A volunteer at the Legal Shelter, an organisation in Calais that provides legal support to refugees, told The Independent the mayor’s order would not discourage refugees from coming to Calais.
“This will absolutely not work for stopping people from coming to Calais. They don’t come thinking that they will have food from organisations. They come for other reasons than just the distribution of food. It’s just an accessory.
“It’s not the reason why refugees are coming to Calais, and of course they will continue to come even if there is no food distribution. There have always been people in Calais, many of them hidden without asking for any food distribution. It will never change.
“If there are police controls when there are food distributions, of course people will just hide themselves more to avoid being arrested.
“In 2015 they passed an order to stop people pitching tents in public spaces. It’s the kind of decision they always try to take, just to try to make it more difficult for everyone. But in 20 years this has never worked.
“The charities will probably just move the point of distribution. If many more orders like this come into effect, we are likely to take legal action.”
Sue Jex, head of UK operations for refugee support charity Care4Calais, said in a statement: “We are appalled at the ban on distributing food to refugees in Calais, which deprives the most vulnerable people – including unaccompanied minors – of the basic human right to food.
“This humanitarian crisis is far from resolved and we should not be turning our backs on those who need our support most. We would urge those in positions of authority to lift bans on food distribution, and act now to secure the lives of refugees urgently.”
Reasons given for the ban in the mayoral decree include “the regular presence of individuals and groups in the industrial zone for the purposes of meal distribution to migrants” and concern that “the continued and massive occupation in the area are of the nature that they could trouble the tranquillity, health and public security”.

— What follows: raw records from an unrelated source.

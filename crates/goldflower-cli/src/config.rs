use serde::Deserialize;
use std::fs::File;
use std::io::BufReader;
use std::path::{Path, PathBuf};
use thiserror::Error;
use tracing::Level;

use goldflower_core::deal::{DayClock, ShuffleScheme, TimezonePolicy, UnknownScheme};

const DEFAULT_LOG_PATH: &str = "goldflower.log.jsonl";

/// Dealer configuration loaded from YAML. Every key is optional.
#[derive(Debug, Clone, Deserialize, PartialEq)]
pub struct DealerConfig {
    #[serde(default)]
    pub timezone: TimezonePolicy,
    #[serde(default = "default_scheme")]
    pub scheme: String,
    #[serde(default)]
    pub card_style: CardStyle,
    #[serde(default)]
    pub logging: LoggingConfig,
}

impl Default for DealerConfig {
    fn default() -> Self {
        Self {
            timezone: TimezonePolicy::default(),
            scheme: default_scheme(),
            card_style: CardStyle::default(),
            logging: LoggingConfig::default(),
        }
    }
}

impl DealerConfig {
    /// Load configuration from a YAML file on disk.
    pub fn from_path(path: impl AsRef<Path>) -> Result<Self, ConfigError> {
        let path = path.as_ref();
        let path_buf = path.to_path_buf();
        let file = File::open(path).map_err(|source| ConfigError::Read {
            source,
            path: path_buf.clone(),
        })?;
        let reader = BufReader::new(file);
        let mut cfg: DealerConfig =
            serde_yaml::from_reader(reader).map_err(|source| ConfigError::Parse {
                source,
                path: path_buf.clone(),
            })?;
        cfg.validate().map_err(|source| ConfigError::Invalid {
            path: path_buf,
            source,
        })?;
        Ok(cfg)
    }

    /// Validate the configuration without performing I/O.
    pub fn validate(&mut self) -> Result<(), ValidationError> {
        self.shuffle_scheme()?;
        self.logging.validate()?;
        Ok(())
    }

    pub fn shuffle_scheme(&self) -> Result<ShuffleScheme, ValidationError> {
        self.scheme
            .parse()
            .map_err(|err: UnknownScheme| {
                ValidationError::InvalidField {
                    field: "scheme".to_string(),
                    message: err.to_string(),
                }
            })
    }

    /// Resolve the textual settings into the types the dealer works with.
    pub fn resolved(&self) -> Result<DealSettings, ValidationError> {
        Ok(DealSettings {
            clock: DayClock::new(self.timezone),
            scheme: self.shuffle_scheme()?,
            card_style: self.card_style,
        })
    }
}

fn default_scheme() -> String {
    ShuffleScheme::default().as_str().to_string()
}

#[derive(Debug, Clone, Copy, Default, Deserialize, PartialEq, Eq)]
#[serde(rename_all = "snake_case")]
pub enum CardStyle {
    #[default]
    Symbols,
    Ascii,
}

/// Logging configuration defaults to disabled structured logs.
#[derive(Debug, Clone, Deserialize, PartialEq)]
pub struct LoggingConfig {
    #[serde(default)]
    pub enable_structured: bool,
    #[serde(default = "default_tracing_level")]
    pub tracing_level: String,
    #[serde(default = "default_log_path")]
    pub path: PathBuf,
}

impl Default for LoggingConfig {
    fn default() -> Self {
        Self {
            enable_structured: false,
            tracing_level: default_tracing_level(),
            path: default_log_path(),
        }
    }
}

impl LoggingConfig {
    fn validate(&mut self) -> Result<(), ValidationError> {
        if self.tracing_level.trim().is_empty() {
            self.tracing_level = default_tracing_level();
        }

        if self.level().is_none() {
            return Err(ValidationError::InvalidField {
                field: "logging.tracing_level".to_string(),
                message: format!("unknown level '{}'", self.tracing_level),
            });
        }

        if self.enable_structured && self.path.components().count() == 0 {
            return Err(ValidationError::InvalidField {
                field: "logging.path".to_string(),
                message: "path must not be empty".to_string(),
            });
        }

        Ok(())
    }

    pub fn level(&self) -> Option<Level> {
        match self.tracing_level.trim().to_ascii_lowercase().as_str() {
            "trace" => Some(Level::TRACE),
            "debug" => Some(Level::DEBUG),
            "info" => Some(Level::INFO),
            "warn" | "warning" => Some(Level::WARN),
            "error" => Some(Level::ERROR),
            _ => None,
        }
    }
}

fn default_tracing_level() -> String {
    "info".to_string()
}

fn default_log_path() -> PathBuf {
    PathBuf::from(DEFAULT_LOG_PATH)
}

/// Settings resolved from a validated [`DealerConfig`].
#[derive(Debug, Clone, Copy, PartialEq, Eq)]
pub struct DealSettings {
    pub clock: DayClock,
    pub scheme: ShuffleScheme,
    pub card_style: CardStyle,
}

/// Errors surfaced when loading configuration files.
#[derive(Debug, Error)]
pub enum ConfigError {
    #[error("failed to read config {path:?}: {source}")]
    Read {
        #[source]
        source: std::io::Error,
        path: PathBuf,
    },
    #[error("failed to parse config {path:?}: {source}")]
    Parse {
        #[source]
        source: serde_yaml::Error,
        path: PathBuf,
    },
    #[error("invalid configuration in {path:?}: {source}")]
    Invalid {
        path: PathBuf,
        source: ValidationError,
    },
}

/// Validation failures captured with contextual metadata.
#[derive(Debug, Error)]
pub enum ValidationError {
    #[error("{field}: {message}")]
    InvalidField { field: String, message: String },
}

#[cfg(test)]
mod tests {
    use super::*;
    use std::io::Write;

    const BASIC_YAML: &str = r#"
timezone: "+08:00"
scheme: "chacha20"
card_style: "ascii"
logging:
  enable_structured: true
  tracing_level: "debug"
  path: "logs/goldflower.jsonl"
"#;

    #[test]
    fn loads_and_validates_basic_config() {
        let mut cfg: DealerConfig = serde_yaml::from_str(BASIC_YAML).expect("parse yaml");
        cfg.validate().expect("validate");

        let settings = cfg.resolved().expect("resolve");
        assert_eq!(
            settings.clock.policy(),
            TimezonePolicy::fixed_hours(8).unwrap()
        );
        assert_eq!(settings.scheme, ShuffleScheme::ChaCha20);
        assert_eq!(settings.card_style, CardStyle::Ascii);
        assert_eq!(cfg.logging.level(), Some(Level::DEBUG));
    }

    #[test]
    fn empty_document_uses_defaults() {
        let mut cfg: DealerConfig = serde_yaml::from_str("{}").expect("parse");
        cfg.validate().expect("defaults are valid");
        assert_eq!(cfg, DealerConfig::default());

        let settings = cfg.resolved().unwrap();
        assert_eq!(settings.clock.policy(), TimezonePolicy::Utc);
        assert_eq!(settings.scheme, ShuffleScheme::Mt19937);
        assert_eq!(settings.card_style, CardStyle::Symbols);
        assert!(!cfg.logging.enable_structured);
    }

    #[test]
    fn timezone_is_parsed_while_reading() {
        let yaml = BASIC_YAML.replace("+08:00", "local");
        let cfg: DealerConfig = serde_yaml::from_str(&yaml).expect("parse");
        assert_eq!(cfg.timezone, TimezonePolicy::Local);

        let yaml = BASIC_YAML.replace("+08:00", "Atlantis");
        let err = serde_yaml::from_str::<DealerConfig>(&yaml).expect_err("should fail");
        assert!(err.to_string().contains("unrecognized timezone 'Atlantis'"));
    }

    #[test]
    fn rejects_unknown_scheme() {
        let yaml = BASIC_YAML.replace("chacha20", "xorshift");
        let mut cfg: DealerConfig = serde_yaml::from_str(&yaml).expect("parse");
        let err = cfg.validate().expect_err("should fail");
        assert!(matches!(
            err,
            ValidationError::InvalidField { field, .. } if field == "scheme"
        ));
    }

    #[test]
    fn rejects_unknown_tracing_level() {
        let yaml = BASIC_YAML.replace("\"debug\"", "\"chatty\"");
        let mut cfg: DealerConfig = serde_yaml::from_str(&yaml).expect("parse");
        let err = cfg.validate().expect_err("should fail");
        assert!(matches!(
            err,
            ValidationError::InvalidField { field, .. } if field == "logging.tracing_level"
        ));
    }

    #[test]
    fn blank_tracing_level_falls_back_to_info() {
        let yaml = BASIC_YAML.replace("\"debug\"", "\"  \"");
        let mut cfg: DealerConfig = serde_yaml::from_str(&yaml).expect("parse");
        cfg.validate().expect("valid");
        assert_eq!(cfg.logging.level(), Some(Level::INFO));
    }

    #[test]
    fn from_path_reports_file_errors() {
        let dir = tempfile::tempdir().expect("temp dir");
        let missing = dir.path().join("missing.yaml");
        let err = DealerConfig::from_path(&missing).expect_err("missing file");
        assert!(matches!(err, ConfigError::Read { ref path, .. } if path == &missing));

        let bad = dir.path().join("bad.yaml");
        let mut file = File::create(&bad).unwrap();
        writeln!(file, "scheme: \"dice\"").unwrap();
        let err = DealerConfig::from_path(&bad).expect_err("invalid scheme");
        assert!(matches!(err, ConfigError::Invalid { .. }));

        let zone = dir.path().join("zone.yaml");
        std::fs::write(&zone, "timezone: \"+25:00\"\n").unwrap();
        let err = DealerConfig::from_path(&zone).expect_err("offset out of range");
        assert!(matches!(err, ConfigError::Parse { .. }));
        assert!(err.to_string().contains("out of range"));

        let garbled = dir.path().join("garbled.yaml");
        std::fs::write(&garbled, "timezone: [unterminated").unwrap();
        let err = DealerConfig::from_path(&garbled).expect_err("bad yaml");
        assert!(matches!(err, ConfigError::Parse { .. }));
    }
}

Ms Bouchart stated her reasoning for the ban in a press statement on Friday, saying she would “not accept” seeing the economy of Calais “damaged again”.
“In recent days, a regular and massive presence of individuals has been noted in the industrial zone of Dunes due to the distribution of meals to migrants,” the statement read.
“I was alerted by people who use the area, notably business bosses and people in the economic world, following tensions arising with organisations and migrants at the time of these distributions.
“As I have indicated to the director of the cabinet of the Prime Minister during a meeting on 25 January, I will not accept that our economy be damaged again, just as it is beginning to arise from serious difficulties that it confronted last year.”
The Mayor went on to say that former settlements of refugees in Calais have caused “trauma” for residents of the town, and asserted that she must consequently take “necessary measures” to avoid a repeat of the situation.
“Over the months, or indeed years, everyone has been able to see all the humanity that the Calaisian population has shown despite a unique situation in France, which has been a traumatic experience for many Calaisians,”she said.
“Because we have suffered so much, because I have been fighting on behalf of industry players to defend the interests of Calais, I must take all necessary measures to prevent a repeat of a situation that has gone on for far too long.”